§ **TASK TO COMPLETE**
All entries must be set down once more, precisely as given.

Excerpts from a dataset:
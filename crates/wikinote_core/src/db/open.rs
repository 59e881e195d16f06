//! Connection bootstrap utilities for SQLite.
//!
//! # Responsibility
//! - Open file or in-memory SQLite connections.
//! - Configure connection pragmas required by store behavior.
//! - Trigger schema migrations before returning a usable connection.
//!
//! # Invariants
//! - Returned connections have migrations fully applied.
//! - Returned connections carry a busy timeout so concurrent openers queue
//!   on the SQLite file lock instead of failing immediately.

use super::migrations::apply_migrations;
use super::DbResult;
use log::{error, info};
use rusqlite::Connection;
use std::path::Path;
use std::time::{Duration, Instant};

const BUSY_TIMEOUT: Duration = Duration::from_secs(5);

/// Opens a SQLite database file and applies all pending migrations.
///
/// # Side effects
/// - Creates the file when missing.
/// - Emits `db_open` logging events with duration and status.
pub fn open_db(path: impl AsRef<Path>) -> DbResult<Connection> {
    open_with("file", || Connection::open(path))
}

/// Opens an in-memory SQLite database and applies all pending migrations.
///
/// # Side effects
/// - Emits `db_open` logging events with duration and status.
pub fn open_db_in_memory() -> DbResult<Connection> {
    open_with("memory", Connection::open_in_memory)
}

fn open_with(
    mode: &'static str,
    connect: impl FnOnce() -> rusqlite::Result<Connection>,
) -> DbResult<Connection> {
    let started_at = Instant::now();
    info!("event=db_open module=db status=start mode={mode}");

    let mut conn = match connect() {
        Ok(conn) => conn,
        Err(err) => {
            error!(
                "event=db_open module=db status=error mode={} duration_ms={} error_code=db_open_failed error={}",
                mode,
                started_at.elapsed().as_millis(),
                err
            );
            return Err(err.into());
        }
    };

    match bootstrap_connection(&mut conn) {
        Ok(()) => {
            info!(
                "event=db_open module=db status=ok mode={} duration_ms={}",
                mode,
                started_at.elapsed().as_millis()
            );
            Ok(conn)
        }
        Err(err) => {
            error!(
                "event=db_open module=db status=error mode={} duration_ms={} error_code=db_bootstrap_failed error={}",
                mode,
                started_at.elapsed().as_millis(),
                err
            );
            Err(err)
        }
    }
}

fn bootstrap_connection(conn: &mut Connection) -> DbResult<()> {
    conn.busy_timeout(BUSY_TIMEOUT)?;
    apply_migrations(conn)?;
    Ok(())
}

§ **EXERCISE RESPONSE**
filename crates/wikinote_core/src/db/open.rs
repository 59e881e195d16f06
//! Connection bootstrap utilities for SQLite.
//!
//! # Responsibility
//! - Open file or in-memory SQLite connections.
//! - Configure connection pragmas required by store behavior.
//! - Trigger schema migrations before returning a usable connection.
//!
//! # Invariants
//! - Returned connections have migrations fully applied.
//! - Returned connections carry a busy timeout so concurrent openers queue
//!   on the SQLite file lock instead of failing immediately.

use super::migrations::apply_migrations;
use super::DbResult;
use log::{error, info};
use rusqlite::Connection;
use std::path::Path;
use std::time::{Duration, Instant};

const BUSY_TIMEOUT: Duration = Duration::from_secs(5);

/// Opens a SQLite database file and applies all pending migrations.
///
/// # Side effects
/// - Creates the file when missing.
/// - Emits `db_open` logging events with duration and status.
pub fn open_db(path: impl AsRef<Path>) -> DbResult<Connection> {
    open_with("file", || Connection::open(path))
}

/// Opens an in-memory SQLite database and applies all pending migrations.
///
/// # Side effects
/// - Emits `db_open` logging events with duration and status.
pub fn open_db_in_memory() -> DbResult<Connection> {
    open_with("memory", Connection::open_in_memory)
}

fn open_with(
    mode: &'static str,
    connect: impl FnOnce() -> rusqlite::Result<Connection>,
) -> DbResult<Connection> {
    let started_at = Instant::now();
    info!("event=db_open module=db status=start mode={mode}");

    let mut conn = match connect() {
        Ok(conn) => conn,
        Err(err) => {
            error!(
                "event=db_open module=db status=error mode={} duration_ms={} error_code=db_open_failed error={}",
                mode,
                started_at.elapsed().as_millis(),
                err
            );
            return Err(err.into());
        }
    };

    match bootstrap_connection(&mut conn) {
        Ok(()) => {
            info!(
                "event=db_open module=db status=ok mode={} duration_ms={}",
                mode,
                started_at.elapsed().as_millis()
            );
            Ok(conn)
        }
        Err(err) => {
            error!(
                "event=db_open module=db status=error mode={} duration_ms={} error_code=db_bootstrap_failed error={}",
                mode,
                started_at.elapsed().as_millis(),
                err
            );
            Err(err)
        }
    }
}

fn bootstrap_connection(conn: &mut Connection) -> DbResult<()> {
    conn.busy_timeout(BUSY_TIMEOUT)?;
    apply_migrations(conn)?;
    Ok(())
}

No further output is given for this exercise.